I think Luke Timothy Johnson is right that apocalyptic predictions are a response to a perceived alienation from society, and have been a part of Christianity since the Romans were patrolling the streets. I agree that they're fooling themselves, but we all fool ourselves some of the time about things we believe are important.
I feel bad for everyone mentioned in that article. But, if it was just about a power grab, then there are easier ways to manipulate people than making predictions that will be proved wrong.
|James Woods |
More like poor-judgement day, amirite.
So why is 5 atonement, and why is 17 heaven?
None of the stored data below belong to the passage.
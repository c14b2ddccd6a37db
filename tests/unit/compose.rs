use std::io::Cursor;

use super::*;
use crate::{
    assets::fetch::MemoryFetcher,
    catalog::registry::CatalogSource,
    config::SideConfig,
    foundation::error::MsemError,
};

struct FixedSource;

impl CatalogSource for FixedSource {
    fn read_to_string(&self, _path: &Path) -> MsemResult<String> {
        Ok(r#"<cockatrice_carddatabase>
  <cards>
    <card><name>Plains_TWR</name><set num="250">TWR</set></card>
  </cards>
</cockatrice_carddatabase>"#
            .to_string())
    }
}

fn fixture_font(name: &str) -> String {
    Path::new(env!("CARGO_MANIFEST_DIR"))
        .join("tests/fixtures/fonts")
        .join(name)
        .to_string_lossy()
        .into_owned()
}

fn config_with_fixture_fonts() -> ThumbnailConfig {
    ThumbnailConfig {
        title_font: Some(fixture_font("Tuffy4.ttc")),
        deckname_font: Some(fixture_font("Tuffy.ttf")),
        ..ThumbnailConfig::default()
    }
}

/// Bounding box `(x0, y0, x1, y1)` of non-black pixels in `rows`.
fn ink_bbox(img: &image::RgbImage, rows: std::ops::Range<u32>) -> Option<(u32, u32, u32, u32)> {
    let mut bbox: Option<(u32, u32, u32, u32)> = None;
    for y in rows {
        for x in 0..img.width() {
            if img.get_pixel(x, y).0.iter().all(|&c| c <= 40) {
                continue;
            }
            bbox = Some(match bbox {
                None => (x, y, x, y),
                Some((x0, y0, x1, y1)) => (x0.min(x), y0.min(y), x1.max(x), y1.max(y)),
            });
        }
    }
    bbox
}

fn solid_jpeg(rgb: [u8; 3]) -> Vec<u8> {
    let img = image::RgbImage::from_pixel(579, 826, image::Rgb(rgb));
    let mut buf = Vec::new();
    image::DynamicImage::ImageRgb8(img)
        .write_to(&mut Cursor::new(&mut buf), image::ImageFormat::Jpeg)
        .unwrap();
    buf
}

#[test]
fn card_is_fetched_from_its_resolved_url() {
    let mut fetcher = MemoryFetcher::new();
    fetcher.insert("http://host/TWR/250.jpg", solid_jpeg([250, 250, 250]));

    let config = ThumbnailConfig {
        cards_xml_path: Some("cards.xml".to_string()),
        card_url_template: Some("http://host/{setcode}/{setnum}.jpg".to_string()),
        right: SideConfig {
            back_card: Some("Plains_TWR".to_string()),
            ..SideConfig::default()
        },
        // The "vs" marker is always drawn, so point it at a font that exists nowhere.
        deckname_font: Some("/nonexistent/msem/Impact.ttf".to_string()),
        ..ThumbnailConfig::default()
    };

    let mut composer = ThumbnailComposer::new(CatalogRegistry::with_source(FixedSource), fetcher);
    // A wrong URL would fail the fetch before the missing font is reached.
    let err = composer.compose(&config).unwrap_err();
    assert!(matches!(err, MsemError::Config(_)), "{err}");
    assert_eq!(composer.catalogs().parse_count("cards.xml"), 1);
}

#[test]
fn unknown_card_fails_before_any_fetch() {
    let config = ThumbnailConfig {
        cards_xml_path: Some("cards.xml".to_string()),
        left: SideConfig {
            front_card: Some("Island_TWR".to_string()),
            ..SideConfig::default()
        },
        ..ThumbnailConfig::default()
    };

    let mut composer =
        ThumbnailComposer::new(CatalogRegistry::with_source(FixedSource), MemoryFetcher::new());
    let err = composer.compose(&config).unwrap_err();
    assert!(err.is_card_not_found(), "{err}");
}

#[test]
fn save_png_writes_a_readable_file() {
    let dir = std::env::temp_dir().join(format!("msem_thumb_save_png_{}", std::process::id()));
    std::fs::create_dir_all(&dir).unwrap();
    let path = dir.join("out.png");

    let img = image::RgbImage::from_pixel(4, 3, image::Rgb([1, 2, 3]));
    save_png(&img, &path).unwrap();

    let back = image::open(&path).unwrap().to_rgb8();
    assert_eq!(back.dimensions(), (4, 3));
    assert_eq!(back.get_pixel(2, 1).0, [1, 2, 3]);

    std::fs::remove_dir_all(&dir).ok();
}

#[test]
fn empty_config_draws_only_the_versus_marker() {
    let mut composer = ThumbnailComposer::new(CatalogRegistry::new(), MemoryFetcher::new());
    let img = composer.compose(&config_with_fixture_fonts()).unwrap();
    assert_eq!(img.dimensions(), (1920, 1080));

    let (x0, y0, x1, y1) = ink_bbox(&img, 0..1080).expect("vs marker leaves ink");
    assert!((f64::from(x0 + x1) / 2.0 - 960.0).abs() <= 4.0, "{x0}..{x1}");
    assert!(x1 - x0 < 120, "{x0}..{x1}");
    assert!(y0 >= 800 && y1 <= 900, "{y0}..{y1}");

    let white = img.pixels().any(|p| p.0.iter().all(|&c| c >= 245));
    assert!(white, "fill is white");
}

#[test]
fn title_only_config_centers_the_title() {
    let config = ThumbnailConfig {
        title: Some("MSEM Weekly".to_string()),
        ..config_with_fixture_fonts()
    };
    let mut composer = ThumbnailComposer::new(CatalogRegistry::new(), MemoryFetcher::new());
    let img = composer.compose(&config).unwrap();

    let (x0, y0, x1, _) = ink_bbox(&img, 0..300).expect("title leaves ink");
    assert!((f64::from(x0 + x1) / 2.0 - 960.0).abs() <= 6.0, "{x0}..{x1}");
    assert!(x1 - x0 > 300, "{x0}..{x1}");
    assert!(y0 <= 30, "{y0}");
}
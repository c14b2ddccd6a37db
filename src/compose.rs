pub mod layout;
pub(crate) mod plan;

use std::path::Path;

use anyhow::Context;

use crate::{
    assets::fetch::ImageFetcher,
    catalog::registry::CatalogRegistry,
    config::ThumbnailConfig,
    foundation::error::MsemResult,
    render::cpu::{CpuPainter, FontSet},
};

/// Builds thumbnails from [`ThumbnailConfig`] documents.
///
/// Owns the catalog cache and the card fetcher, so composing several thumbnails in one run
/// parses each `cards.xml` once.
pub struct ThumbnailComposer {
    catalogs: CatalogRegistry,
    fetcher: Box<dyn ImageFetcher>,
}

impl std::fmt::Debug for ThumbnailComposer {
    fn fmt(&self, f: &mut std::fmt::Formatter<'_>) -> std::fmt::Result {
        f.debug_struct("ThumbnailComposer")
            .field("catalogs", &self.catalogs)
            .finish_non_exhaustive()
    }
}

impl ThumbnailComposer {
    pub fn new(catalogs: CatalogRegistry, fetcher: impl ImageFetcher + 'static) -> Self {
        Self {
            catalogs,
            fetcher: Box::new(fetcher),
        }
    }

    pub fn catalogs(&self) -> &CatalogRegistry {
        &self.catalogs
    }

    /// Plan and paint one thumbnail.
    ///
    /// Card lookups happen before anything is fetched or drawn, so an unknown card fails fast.
    #[tracing::instrument(skip_all, fields(title = config.title.as_deref().unwrap_or("")))]
    pub fn compose(&mut self, config: &ThumbnailConfig) -> MsemResult<image::RgbImage> {
        let layers = plan::plan_layers(config, &mut self.catalogs)?;
        let mut painter = CpuPainter::new(layout::CANVAS, FontSet::from_config(config))?;
        let img = painter.paint(&layers, self.fetcher.as_mut())?;
        tracing::info!(layers = layers.len(), "composed thumbnail");
        Ok(img)
    }
}

/// Write `img` as PNG to `path`.
pub fn save_png(img: &image::RgbImage, path: &Path) -> MsemResult<()> {
    img.save_with_format(path, image::ImageFormat::Png)
        .with_context(|| format!("write png '{}'", path.display()))?;
    Ok(())
}

#[cfg(test)]
#[path = "../tests/unit/compose.rs"]
mod tests;
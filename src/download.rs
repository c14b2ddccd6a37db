use std::path::{Path, PathBuf};

use anyhow::Context;

use crate::{
    assets::fetch::ImageFetcher,
    catalog::registry::{CatalogRef, CatalogRegistry},
    foundation::error::MsemResult,
};

#[derive(Clone, Debug, PartialEq, Eq)]
pub enum DownloadOutcome {
    /// Image written to this path.
    Saved(PathBuf),
    /// Card missing from the catalog; nothing was fetched.
    Skipped(String),
}

#[derive(Clone, Debug, PartialEq, Eq)]
pub struct DownloadEntry {
    pub name: String,
    pub outcome: DownloadOutcome,
}

#[derive(Clone, Debug, Default, PartialEq, Eq)]
/// Per-name results of a batch download, in request order.
pub struct DownloadReport {
    pub entries: Vec<DownloadEntry>,
}

impl DownloadReport {
    pub fn saved(&self) -> usize {
        self.entries
            .iter()
            .filter(|e| matches!(e.outcome, DownloadOutcome::Saved(_)))
            .count()
    }

    pub fn skipped(&self) -> usize {
        self.entries.len() - self.saved()
    }
}

/// Fetch the image of every card in `names` into `out_dir/<name>.jpg`.
///
/// Names missing from the catalog are logged and skipped. Any other failure (unreadable
/// catalog, HTTP error, write error) aborts the batch.
#[tracing::instrument(skip(names, catalogs, fetcher))]
pub fn download_cards<'n>(
    names: impl IntoIterator<Item = &'n str>,
    catalog_path: &str,
    url_template: &str,
    catalogs: &mut CatalogRegistry,
    fetcher: &mut dyn ImageFetcher,
    out_dir: &Path,
) -> MsemResult<DownloadReport> {
    let catalog = catalogs.load(catalog_path)?;
    let mut report = DownloadReport::default();

    for name in names {
        let url =
            match catalogs.resolve_image_url(name, CatalogRef::Loaded(&catalog), url_template) {
                Ok(url) => url,
                Err(e) if e.is_card_not_found() => {
                    tracing::warn!(card = name, "{e}");
                    report.entries.push(DownloadEntry {
                        name: name.to_string(),
                        outcome: DownloadOutcome::Skipped(e.to_string()),
                    });
                    continue;
                }
                Err(e) => return Err(e),
            };

        let bytes = fetcher.fetch(&url)?;
        let path = out_dir.join(image_file_name(name));
        std::fs::write(&path, &bytes)
            .with_context(|| format!("write card image '{}'", path.display()))?;
        tracing::info!(card = name, %url, path = %path.display(), "saved card image");

        report.entries.push(DownloadEntry {
            name: name.to_string(),
            outcome: DownloadOutcome::Saved(path),
        });
    }

    Ok(report)
}

/// `<name>.jpg`, with path separators replaced so a name can never leave the output directory.
pub fn image_file_name(name: &str) -> String {
    let stem: String = name
        .chars()
        .map(|c| match c {
            '/' | '\\' => '_',
            c => c,
        })
        .collect();
    format!("{stem}.jpg")
}

#[cfg(test)]
#[path = "../tests/unit/download.rs"]
mod tests;
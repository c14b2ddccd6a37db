//! msem-thumb builds match thumbnails for MSEM (Magic Set Editor Modern) videos.
//!
//! Two jobs share this crate:
//!
//! - Card lookup: find a card in a Cockatrice `cards.xml` catalog and derive the URL of its scan
//!   ([`CatalogRegistry`], [`download_cards`]).
//! - Thumbnail composition: turn a [`ThumbnailConfig`] into a 1920×1080 image by layering a
//!   logo, profile pictures, rotated card scans and text labels ([`ThumbnailComposer`]).
//!
//! Composition is split into a pure planning step ([`plan_layers`]) and a CPU painter
//! ([`CpuPainter`]), with card downloads behind the [`ImageFetcher`] trait.
#![forbid(unsafe_code)]

mod assets;
mod catalog;
mod foundation;

pub(crate) mod compose;
pub(crate) mod config;
pub(crate) mod download;
pub(crate) mod logging;
pub(crate) mod render;

pub use crate::foundation::core::{Affine, Canvas, Point, Rgba8, Vec2, expand_home};
pub use crate::foundation::error::{MsemError, MsemResult};

pub use crate::assets::decode::{ImageKind, PreparedImage, contain_size, decode_contained};
pub use crate::assets::fetch::{HttpFetcher, ImageFetcher, MemoryFetcher};
pub use crate::assets::font::FontLocator;
pub use crate::assets::text::{PreparedText, TextBrushRgba8, TextLayoutEngine};
pub use crate::catalog::record::{CardRecord, Catalog, DEFAULT_URL_TEMPLATE, SetEntry};
pub use crate::catalog::registry::{CatalogRef, CatalogRegistry, CatalogSource, FsCatalogSource};
pub use crate::compose::layout;
pub use crate::compose::plan::{ImageLayer, ImageSource, LayerKind, LayerOp, TextLayer, plan_layers};
pub use crate::compose::{ThumbnailComposer, save_png};
pub use crate::config::{SideConfig, ThumbnailConfig};
pub use crate::download::{
    DownloadEntry, DownloadOutcome, DownloadReport, download_cards, image_file_name,
};
pub use crate::logging::init_tracing;
pub use crate::render::cpu::{CpuPainter, FontSet};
If there's 10 days till the rapture and 10 means complete, shouldnt we have already completed them?
LEAD US NOT INTO TEMPTATION---OOOOHHHHH!!!!
How was April 1, 33 AD arrived at as the crucifixion date? Is this a byproduct of the same calculations that gave us the exact day and time of creation?
On May 22, 2011 I expect to hear about how (5x10x17)x(5x10x17)x(5x10x17) will be the day of rapture, because repeating it three times is god's way of assuring us that it's really, really going to happen this time.
The most common guess is April 3rd, so it's possible we'll all feel real stupid for laughing at his failure for the past two days once the rapture actually happens.
Jesus pulled the greatest April Fool's prank in history.
I wish I had saved my stars to give to your comment TeenerTot.
If I remember any thing about the Cube movies, it's that we're all screwed.
I always find his voice so easy to listen to when I radio surf in my car. I only wish he was hosting something like "Prairie Home Companion", I'd listen to him all the time then.
His first response is "Prove you have the authority to say that I don't have the authority to say that my picking certain numbers as magic, then making up a formula, then claiming I know what will happen on this date is the Word of God.
That's not shifting the burden of evidence, that's setting it on fire and launching it from a cannon.
Jesus told me that this is totally wrong.
Ball's in your court, Harold.
"In the Bible, numbers are words."
Says who? If so, why?
This is idiocy, and this senile old coot is probably too far gone to experience any sort of disappointment when May 21st comes and goes. He'll just rationalize it, say his math was wrong, and pick another date, like his many antecedents.
He'll keep doing this until he dies.
How epic would it be if he died on May 21st.
This guy is what William Burroughs would have become if he hadn't started shooting smack.
Thank you, smack.
I wonder if this kind of thing will still be going on in the year 722 500.
Jesus is going to come down on 5x10x17 and say "welcome to eerf," and punch us all one at a time.
I just hope he's right because I'm a really big fan of the number 5!
Some prankster sent him a bible with "ye know not the hour" crossed out and "search inside me for clues!!" written above it.
When the Judgement Day inevitably doesn't come, it will be UNDENIABLE PROOF of God's love for us. JOIN HERE.